• **Stored data**
···
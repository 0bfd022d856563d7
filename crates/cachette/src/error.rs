//! The error type surfaced by the cache API.

/// An error from a cache operation.
///
/// The cache is strictly best-effort: tier failures, corrupt durable entries
/// and background refresh failures are all contained internally and manifest
/// only as a degraded hit rate. The two things that do surface are a fetch
/// function failing on the synchronous miss path and a value that cannot be
/// (de)serialized on that same path. In both cases the original error is
/// available via [`std::error::Error::source()`].
///
/// # Example
///
/// ```
/// use cachette::Error;
///
/// let error = Error::from_message("fetch failed");
/// ```
#[ohno::error]
pub struct Error {}

impl Error {
    /// Creates a new error from any type that can be converted to an error.
    pub fn from_message(cause: impl Into<Box<dyn std::error::Error + Send + Sync>>) -> Self {
        Self::caused_by(cause)
    }
}

/// A specialized [`Result`] type for cache operations.
pub type Result<T> = std::result::Result<T, Error>;
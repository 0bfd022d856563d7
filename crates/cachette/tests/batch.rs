//! Integration tests for concurrent batched reads.

use cachette::{BatchRequest, Cache, CacheOptions};
use tick::Clock;

fn block_on<F: std::future::Future>(f: F) -> F::Output {
    futures::executor::block_on(f)
}

#[test]
fn one_failed_fetch_does_not_fail_the_batch() {
    block_on(async {
        let cache = Cache::builder(Clock::new_frozen()).build();

        let requests: Vec<_> = ["ok", "bad"]
            .into_iter()
            .map(|key| BatchRequest {
                key: key.to_string(),
                fetch: {
                    let key = key.to_string();
                    move || async move {
                        if key == "bad" {
                            Err(std::io::Error::other("backend down"))
                        } else {
                            Ok(1)
                        }
                    }
                },
                options: CacheOptions::new(),
            })
            .collect();

        let values = cache.get_batch(requests).await;

        assert_eq!(values.len(), 1);
        assert_eq!(values.get("ok"), Some(&1));
        assert!(!values.contains_key("bad"));
    });
}

#[test]
fn cached_keys_are_answered_without_fetching() {
    block_on(async {
        let cache = Cache::builder(Clock::new_frozen()).build();
        cache.set("a", &10, CacheOptions::new()).await.unwrap();

        let requests: Vec<_> = [("a", 99), ("b", 20)]
            .into_iter()
            .map(|(key, fallback)| BatchRequest {
                key: key.to_string(),
                fetch: move || async move { Ok::<_, std::io::Error>(fallback) },
                options: CacheOptions::new(),
            })
            .collect();

        let values = cache.get_batch(requests).await;

        // "a" comes from the cache, not its fetch function.
        assert_eq!(values.get("a"), Some(&10));
        assert_eq!(values.get("b"), Some(&20));
    });
}

#[test]
fn batch_results_are_keyed_by_request_key() {
    block_on(async {
        let cache = Cache::builder(Clock::new_frozen()).build();

        let requests: Vec<_> = (0..5)
            .map(|i| BatchRequest {
                key: format!("key-{i}"),
                fetch: move || async move { Ok::<_, std::io::Error>(i * 10) },
                options: CacheOptions::new(),
            })
            .collect();

        let values = cache.get_batch(requests).await;

        assert_eq!(values.len(), 5);
        for i in 0..5 {
            assert_eq!(values.get(&format!("key-{i}")), Some(&(i * 10)));
        }
    });
}
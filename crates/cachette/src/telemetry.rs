//! Cache activity recording.
//!
//! Every cache operation records what happened — hit, miss, expiry, stale
//! serve — as a structured `tracing` event plus a process-local counter.
//! The counters are surfaced to callers through [`CacheStats`].

use std::sync::atomic::{AtomicU64, Ordering};

use tracing::debug;

/// What a cache operation observed or did.
#[derive(Debug, Clone, Copy)]
pub(crate) enum CacheActivity {
    /// A fresh entry was returned.
    Hit,
    /// A stale entry was returned while a background refresh was triggered.
    StaleServed,
    /// Nothing usable was cached; the fetch function ran synchronously.
    Miss,
    /// A cached entry was found but had outlived its TTL.
    Expired,
    /// An entry was written to the tiers.
    Inserted,
    /// An entry was explicitly removed.
    Invalidated,
    /// A background refresh completed and rewrote the entry.
    Revalidated,
}

impl CacheActivity {
    pub(crate) fn as_str(self) -> &'static str {
        match self {
            Self::Hit => "hit",
            Self::StaleServed => "stale_served",
            Self::Miss => "miss",
            Self::Expired => "expired",
            Self::Inserted => "inserted",
            Self::Invalidated => "invalidated",
            Self::Revalidated => "revalidated",
        }
    }
}

/// Process-local activity counters.
#[derive(Debug, Default)]
pub(crate) struct CacheTelemetry {
    hits: AtomicU64,
    misses: AtomicU64,
    expirations: AtomicU64,
    revalidations: AtomicU64,
}

impl CacheTelemetry {
    pub(crate) fn record(&self, cache: &str, key: &str, activity: CacheActivity) {
        match activity {
            CacheActivity::Hit | CacheActivity::StaleServed => {
                self.hits.fetch_add(1, Ordering::Relaxed);
            }
            CacheActivity::Miss => {
                self.misses.fetch_add(1, Ordering::Relaxed);
            }
            CacheActivity::Expired => {
                self.expirations.fetch_add(1, Ordering::Relaxed);
            }
            CacheActivity::Revalidated => {
                self.revalidations.fetch_add(1, Ordering::Relaxed);
            }
            CacheActivity::Inserted | CacheActivity::Invalidated => {}
        }
        debug!(cache, key, activity = activity.as_str(), "cache activity");
    }

    pub(crate) fn hits(&self) -> u64 {
        self.hits.load(Ordering::Relaxed)
    }

    pub(crate) fn misses(&self) -> u64 {
        self.misses.load(Ordering::Relaxed)
    }

    pub(crate) fn expirations(&self) -> u64 {
        self.expirations.load(Ordering::Relaxed)
    }

    pub(crate) fn revalidations(&self) -> u64 {
        self.revalidations.load(Ordering::Relaxed)
    }
}

/// A point-in-time snapshot of cache state and activity.
///
/// `memory_entries` and `durable_entries` are current tier sizes; the
/// remaining fields are counters accumulated since the cache was built.
/// Served stale values count as hits; every synchronous fetch counts as a
/// miss.
#[derive(Debug, Clone, Copy, Default, PartialEq, Eq)]
pub struct CacheStats {
    /// Number of entries currently held by the memory tier.
    pub memory_entries: u64,
    /// Number of entries currently persisted in this cache's namespace.
    pub durable_entries: u64,
    /// Reads answered from a cached entry, fresh or stale.
    pub hits: u64,
    /// Reads that ran the fetch function synchronously.
    pub misses: u64,
    /// Reads that found an entry past its TTL.
    pub expirations: u64,
    /// Background refreshes that completed and rewrote their entry.
    pub revalidations: u64,
}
···
• **To do**
Each line above that has the word "expirations" must be copied.

• **Answer for this exercise**
    expirations: AtomicU64,
                self.expirations.fetch_add(1, Ordering::Relaxed);
    pub(crate) fn expirations(&self) -> u64 {
        self.expirations.load(Ordering::Relaxed)
    pub expirations: u64,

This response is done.